In der Schweiz ist Weizen das meistproduzierte Getreide. Man braucht es etwa für Brotmehl und für Tierfutter. Die meisten Weizenfelder dürften seit Ende vergangener Woche nun abgeerntet sein. Die Zwischenbilanz sieht schlecht aus: Die Erträge sind bezüglich Menge und Qualität weit unter dem Durchschnitt, wie Fachzeitungen für Bauern berichten. Schuld sei unter anderem das feuchtwarme Frühlingswetter.
«Die Situation ist frustrierend und ernüchternd für die Landwirtinnen und Landwirte. Wir müssen von einer Missernte sprechen», sagt Corinne Mühlebach, Unternehmerin und Präsidentin des Verbands der Getreidesammelstellen der Schweiz.
Bis zu 60 Prozent Verlust
Corinne Mühlebach ist zudem Leiterin ihres Familienunternehmens im Aargau, das eine Getreidesammelstelle und eine Mühle umfasst. Ein solches Jahr habe sie noch nie erlebt: «Für unsere Sammelstelle gehen wir beim Brotgetreide von einer 50 Prozent Ertragsausfall-Menge aus. Bei anderen Sammelstellen reichen die Ertragsausfälle von 30 bis 60 Prozent.»
Noch steht die definitive Bilanz aus. Schon jetzt sei aber klar: Die Weizenernte sei in der ganzen Schweiz schlecht, sagt Corinne Mühlebach.
Wir haben bis zu 50 Prozent Schmachtkörner. Aus diesen lässt sich kein Mehl gewinnen.
Die Probleme sind je nach Region unterschiedlich: In den einen ist der Pilzbefall besonders stark, in anderen sind es Blattkrankheiten, die zu schlecht ausgereiften Körnern führen. Die Hälfte der Weizenkörner, die Bauern in ihre Sammelstellen geliefert haben, hat eine ungenügende Qualität für Brotweizen. Die Körner werden nun zu Futterweizen deklassiert. «Wir haben bis zu 50 Prozent Schmachtkörner. Das sind Körner, die nicht richtig ausgereift und klein sind. Aus diesen lässt sich kein Mehl gewinnen», erklärt Mühlebach.

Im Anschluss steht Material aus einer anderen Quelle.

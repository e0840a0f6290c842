use anyhow::anyhow;
use async_trait::async_trait;
#[cfg(test)] use mockall::automock;
use tokio::sync::oneshot;

use crate::connection::reader::ConnectionReader;
use crate::connection::writer::BufferedConnectionWriter;
use crate::payload::{PortReader, PortWriter};


/// Called for every message a port receives, on the receiving connection's task. If the sender
///  expects a reply, the handler writes it to [ConnectionReader::reply_writer]; a handler that
///  writes nothing makes the port send an empty reply.
#[cfg_attr(test, automock)]
#[async_trait]
pub trait ReadHandler: Send + Sync + 'static {
    async fn on_read(&self, reader: &mut ConnectionReader) -> anyhow::Result<bool>;
}

/// A received message, handed out by [crate::port::Port::read] when the port has no read
///  handler. If the sender waits for a reply, it gets one when [Incoming::reply] is called, or an
///  empty one when the `Incoming` is dropped.
pub struct Incoming {
    reader: ConnectionReader,
    reply: Option<oneshot::Sender<BufferedConnectionWriter>>,
}

impl Incoming {
    pub fn new(reader: ConnectionReader, reply: Option<oneshot::Sender<BufferedConnectionWriter>>) -> Incoming {
        Incoming { reader, reply }
    }

    pub fn reader(&mut self) -> &mut ConnectionReader {
        &mut self.reader
    }

    pub fn read_into(&mut self, payload: &mut dyn PortReader) -> anyhow::Result<bool> {
        payload.read(&mut self.reader)
    }

    pub fn is_reply_expected(&self) -> bool {
        self.reply.is_some() && self.reader.is_reply_expected()
    }

    pub fn reply(mut self, payload: &dyn PortWriter) -> anyhow::Result<()> {
        let (mut writer, reply) = match (self.reader.take_reply_writer(), self.reply.take()) {
            (Some(writer), Some(reply)) => (writer, reply),
            _ => return Err(anyhow!("the sender of this message does not expect a reply")),
        };
        payload.write(&mut writer)?;
        reply.send(writer)
            .map_err(|_| anyhow!("the connection closed before the reply was sent"))
    }
}

#[cfg(test)]
mod tests {
    use bytes::Bytes;
    use crate::payload::bottle::Bottle;
    use super::*;

    #[test]
    fn test_reply() {
        let reader = ConnectionReader::new(Bytes::new(), true).with_reply_writer();
        let (tx, mut rx) = oneshot::channel();
        let incoming = Incoming::new(reader, Some(tx));
        assert!(incoming.is_reply_expected());

        incoming.reply(&Bottle::from_text("15").unwrap()).unwrap();
        let mut writer = rx.try_recv().unwrap();
        assert_eq!(&writer.body_bytes()[..], b"15\n");
    }

    #[test]
    fn test_reply_without_sender_waiting() {
        let incoming = Incoming::new(ConnectionReader::new(Bytes::new(), false), None);
        assert!(!incoming.is_reply_expected());
        assert!(incoming.reply(&Bottle::new()).is_err());
    }

    #[test]
    fn test_drop_releases_sender() {
        let reader = ConnectionReader::new(Bytes::new(), false).with_reply_writer();
        let (tx, mut rx) = oneshot::channel();
        drop(Incoming::new(reader, Some(tx)));
        assert!(rx.try_recv().is_err());
    }
}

Es gebe sogar Sammelstellen, die einen Teil der Körner direkt in die Biogas-Anlage liefern müssen. Bei diesen habe der Pilzbefall zu Giftstoffen geführt, die in dieser Konzentration auch für Tiere schädlich seien.
Wenig Sonnenlicht und feuchtwarmes Wetter
Dario Fossati bestätigt die Aussagen von Corinne Mühlebach. Er züchtet Weizen im eidgenössischen Forschungszentrum Acroscope am Standort Changins im Kanton Waadt, insbesondere Sorten, die gegen Pilzbefall und Blattkrankheiten resistenter sind.
Die vielen Regentage führten zu einem Mangel an Sonnenlicht. Das ist kritisch für das Wachstum der Pflanzen.
Die aktuelle Weizenernte sei eine der schlechtesten Ernten in den vergangenen 35 Jahren, stellt Fossati fest. Ein Grund sei das feuchtwarme Wetter dieses Frühlings. So konnten sich Pilze und Blattkrankheiten bilden.
Zudem habe während einer entscheidenden Phase des Weizenwachstums das Licht gefehlt. «Das Licht ist die Quelle der Energie der Pflanzen. Die vielen Regentage führten zu einem Mangel an Sonnenlicht. Das ist kritisch für das Wachstum der Pflanzen», erläutert Fossati.
Wetterschwankungen als Folgen des Klimawandels
Dario Fossati befasst sich seit 40 Jahren mit Weizen. Fast überall auf der Welt werde dieses Getreide angebaut. Daher seien Sorten für verschiedene Klimata erhältlich. Doch seit einigen Jahren gebe es auch in der Schweiz extremere und unberechenbare Wettersituationen. «Das grösste Problem sind die Schwankungen. Diese machen Prognosen für das nächste Jahr schwierig, welche Sorte man am besten anpflanzen soll.»
Solche Schwankungen sind laut Forschenden eine Folge des Klimawandels. Dario Fossati schliesst darum nicht aus, dass sich solche Missernten wie die 2024 wiederholen könnten.